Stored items
+===+

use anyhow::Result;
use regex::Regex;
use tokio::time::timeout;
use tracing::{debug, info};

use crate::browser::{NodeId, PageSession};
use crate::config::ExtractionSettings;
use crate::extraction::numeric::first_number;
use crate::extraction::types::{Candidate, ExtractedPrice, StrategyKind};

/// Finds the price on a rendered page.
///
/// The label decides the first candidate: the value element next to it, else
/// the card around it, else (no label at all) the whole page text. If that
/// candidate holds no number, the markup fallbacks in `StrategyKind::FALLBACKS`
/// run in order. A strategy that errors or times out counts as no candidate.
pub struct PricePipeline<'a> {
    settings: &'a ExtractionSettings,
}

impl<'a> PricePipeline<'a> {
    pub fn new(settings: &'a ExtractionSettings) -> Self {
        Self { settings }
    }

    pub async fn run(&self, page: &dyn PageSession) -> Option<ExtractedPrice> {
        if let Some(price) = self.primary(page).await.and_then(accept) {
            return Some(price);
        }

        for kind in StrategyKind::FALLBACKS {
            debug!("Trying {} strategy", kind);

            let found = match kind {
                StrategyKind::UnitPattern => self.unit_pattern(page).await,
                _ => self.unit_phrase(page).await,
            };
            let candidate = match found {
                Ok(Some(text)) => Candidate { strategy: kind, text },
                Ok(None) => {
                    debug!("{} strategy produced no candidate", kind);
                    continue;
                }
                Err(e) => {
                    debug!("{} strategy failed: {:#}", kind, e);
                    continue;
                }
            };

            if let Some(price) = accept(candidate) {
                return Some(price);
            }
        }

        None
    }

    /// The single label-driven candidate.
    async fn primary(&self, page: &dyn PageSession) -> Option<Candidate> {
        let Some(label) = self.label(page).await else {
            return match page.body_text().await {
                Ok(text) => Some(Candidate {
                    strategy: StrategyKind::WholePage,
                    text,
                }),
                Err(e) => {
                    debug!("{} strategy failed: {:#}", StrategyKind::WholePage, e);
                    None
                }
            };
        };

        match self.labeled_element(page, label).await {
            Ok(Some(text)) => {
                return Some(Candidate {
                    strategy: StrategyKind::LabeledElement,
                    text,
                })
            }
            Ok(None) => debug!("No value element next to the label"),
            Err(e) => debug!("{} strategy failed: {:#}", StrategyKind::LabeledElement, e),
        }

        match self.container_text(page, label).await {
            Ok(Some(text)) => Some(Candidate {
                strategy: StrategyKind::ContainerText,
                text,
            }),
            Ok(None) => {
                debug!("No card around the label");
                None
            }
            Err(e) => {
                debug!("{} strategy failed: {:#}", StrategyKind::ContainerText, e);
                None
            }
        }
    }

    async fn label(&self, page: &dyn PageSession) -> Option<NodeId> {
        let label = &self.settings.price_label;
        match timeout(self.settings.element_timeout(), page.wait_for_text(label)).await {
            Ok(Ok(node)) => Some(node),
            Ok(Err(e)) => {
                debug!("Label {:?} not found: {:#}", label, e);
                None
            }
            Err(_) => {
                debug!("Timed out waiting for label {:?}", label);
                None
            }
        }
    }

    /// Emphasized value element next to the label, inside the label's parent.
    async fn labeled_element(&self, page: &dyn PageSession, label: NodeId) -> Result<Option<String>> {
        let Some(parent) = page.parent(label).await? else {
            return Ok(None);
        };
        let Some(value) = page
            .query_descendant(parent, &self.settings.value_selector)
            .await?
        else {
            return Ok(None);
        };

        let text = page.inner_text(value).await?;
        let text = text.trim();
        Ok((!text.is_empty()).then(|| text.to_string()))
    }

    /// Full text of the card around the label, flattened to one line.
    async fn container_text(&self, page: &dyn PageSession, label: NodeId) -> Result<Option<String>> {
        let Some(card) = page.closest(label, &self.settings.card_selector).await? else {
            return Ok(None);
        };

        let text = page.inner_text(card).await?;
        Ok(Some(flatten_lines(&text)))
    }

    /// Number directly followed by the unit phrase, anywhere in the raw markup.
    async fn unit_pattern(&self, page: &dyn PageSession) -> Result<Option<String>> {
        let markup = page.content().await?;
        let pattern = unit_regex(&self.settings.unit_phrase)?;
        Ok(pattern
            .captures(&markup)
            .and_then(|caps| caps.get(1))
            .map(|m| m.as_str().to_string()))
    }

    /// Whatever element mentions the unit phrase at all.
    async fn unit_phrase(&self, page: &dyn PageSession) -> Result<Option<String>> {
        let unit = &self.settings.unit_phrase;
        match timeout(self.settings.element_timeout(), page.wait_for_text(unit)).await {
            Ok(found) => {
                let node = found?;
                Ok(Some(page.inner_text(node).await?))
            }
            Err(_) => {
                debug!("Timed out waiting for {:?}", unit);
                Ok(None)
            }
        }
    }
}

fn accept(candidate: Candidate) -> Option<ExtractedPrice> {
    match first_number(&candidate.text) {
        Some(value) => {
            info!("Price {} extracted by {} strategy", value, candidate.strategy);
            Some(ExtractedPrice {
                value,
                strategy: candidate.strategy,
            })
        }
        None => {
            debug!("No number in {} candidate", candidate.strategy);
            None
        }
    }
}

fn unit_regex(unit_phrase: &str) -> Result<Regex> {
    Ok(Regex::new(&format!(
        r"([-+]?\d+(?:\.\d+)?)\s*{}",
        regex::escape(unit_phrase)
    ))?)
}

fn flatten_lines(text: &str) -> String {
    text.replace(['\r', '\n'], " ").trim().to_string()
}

+===+

● Problem details
Retype each record, matching it exactly.

● Reply to the task
use anyhow::Result;
use regex::Regex;
use tokio::time::timeout;
use tracing::{debug, info};

use crate::browser::{NodeId, PageSession};
use crate::config::ExtractionSettings;
use crate::extraction::numeric::first_number;
use crate::extraction::types::{Candidate, ExtractedPrice, StrategyKind};

/// Finds the price on a rendered page.
///
/// The label decides the first candidate: the value element next to it, else
/// the card around it, else (no label at all) the whole page text. If that
/// candidate holds no number, the markup fallbacks in `StrategyKind::FALLBACKS`
/// run in order. A strategy that errors or times out counts as no candidate.
pub struct PricePipeline<'a> {
    settings: &'a ExtractionSettings,
}

impl<'a> PricePipeline<'a> {
    pub fn new(settings: &'a ExtractionSettings) -> Self {
        Self { settings }
    }

    pub async fn run(&self, page: &dyn PageSession) -> Option<ExtractedPrice> {
        if let Some(price) = self.primary(page).await.and_then(accept) {
            return Some(price);
        }

        for kind in StrategyKind::FALLBACKS {
            debug!("Trying {} strategy", kind);

            let found = match kind {
                StrategyKind::UnitPattern => self.unit_pattern(page).await,
                _ => self.unit_phrase(page).await,
            };
            let candidate = match found {
                Ok(Some(text)) => Candidate { strategy: kind, text },
                Ok(None) => {
                    debug!("{} strategy produced no candidate", kind);
                    continue;
                }
                Err(e) => {
                    debug!("{} strategy failed: {:#}", kind, e);
                    continue;
                }
            };

            if let Some(price) = accept(candidate) {
                return Some(price);
            }
        }

        None
    }

    /// The single label-driven candidate.
    async fn primary(&self, page: &dyn PageSession) -> Option<Candidate> {
        let Some(label) = self.label(page).await else {
            return match page.body_text().await {
                Ok(text) => Some(Candidate {
                    strategy: StrategyKind::WholePage,
                    text,
                }),
                Err(e) => {
                    debug!("{} strategy failed: {:#}", StrategyKind::WholePage, e);
                    None
                }
            };
        };

        match self.labeled_element(page, label).await {
            Ok(Some(text)) => {
                return Some(Candidate {
                    strategy: StrategyKind::LabeledElement,
                    text,
                })
            }
            Ok(None) => debug!("No value element next to the label"),
            Err(e) => debug!("{} strategy failed: {:#}", StrategyKind::LabeledElement, e),
        }

        match self.container_text(page, label).await {
            Ok(Some(text)) => Some(Candidate {
                strategy: StrategyKind::ContainerText,
                text,
            }),
            Ok(None) => {
                debug!("No card around the label");
                None
            }
            Err(e) => {
                debug!("{} strategy failed: {:#}", StrategyKind::ContainerText, e);
                None
            }
        }
    }

    async fn label(&self, page: &dyn PageSession) -> Option<NodeId> {
        let label = &self.settings.price_label;
        match timeout(self.settings.element_timeout(), page.wait_for_text(label)).await {
            Ok(Ok(node)) => Some(node),
            Ok(Err(e)) => {
                debug!("Label {:?} not found: {:#}", label, e);
                None
            }
            Err(_) => {
                debug!("Timed out waiting for label {:?}", label);
                None
            }
        }
    }

    /// Emphasized value element next to the label, inside the label's parent.
    async fn labeled_element(&self, page: &dyn PageSession, label: NodeId) -> Result<Option<String>> {
        let Some(parent) = page.parent(label).await? else {
            return Ok(None);
        };
        let Some(value) = page
            .query_descendant(parent, &self.settings.value_selector)
            .await?
        else {
            return Ok(None);
        };

        let text = page.inner_text(value).await?;
        let text = text.trim();
        Ok((!text.is_empty()).then(|| text.to_string()))
    }

    /// Full text of the card around the label, flattened to one line.
    async fn container_text(&self, page: &dyn PageSession, label: NodeId) -> Result<Option<String>> {
        let Some(card) = page.closest(label, &self.settings.card_selector).await? else {
            return Ok(None);
        };

        let text = page.inner_text(card).await?;
        Ok(Some(flatten_lines(&text)))
    }

    /// Number directly followed by the unit phrase, anywhere in the raw markup.
    async fn unit_pattern(&self, page: &dyn PageSession) -> Result<Option<String>> {
        let markup = page.content().await?;
        let pattern = unit_regex(&self.settings.unit_phrase)?;
        Ok(pattern
            .captures(&markup)
            .and_then(|caps| caps.get(1))
            .map(|m| m.as_str().to_string()))
    }

    /// Whatever element mentions the unit phrase at all.
    async fn unit_phrase(&self, page: &dyn PageSession) -> Result<Option<String>> {
        let unit = &self.settings.unit_phrase;
        match timeout(self.settings.element_timeout(), page.wait_for_text(unit)).await {
            Ok(found) => {
                let node = found?;
                Ok(Some(page.inner_text(node).await?))
            }
            Err(_) => {
                debug!("Timed out waiting for {:?}", unit);
                Ok(None)
            }
        }
    }
}

fn accept(candidate: Candidate) -> Option<ExtractedPrice> {
    match first_number(&candidate.text) {
        Some(value) => {
            info!("Price {} extracted by {} strategy", value, candidate.strategy);
            Some(ExtractedPrice {
                value,
                strategy: candidate.strategy,
            })
        }
        None => {
            debug!("No number in {} candidate", candidate.strategy);
            None
        }
    }
}

fn unit_regex(unit_phrase: &str) -> Result<Regex> {
    Ok(Regex::new(&format!(
        r"([-+]?\d+(?:\.\d+)?)\s*{}",
        regex::escape(unit_phrase)
    ))?)
}

fn flatten_lines(text: &str) -> String {
    text.replace(['\r', '\n'], " ").trim().to_string()
}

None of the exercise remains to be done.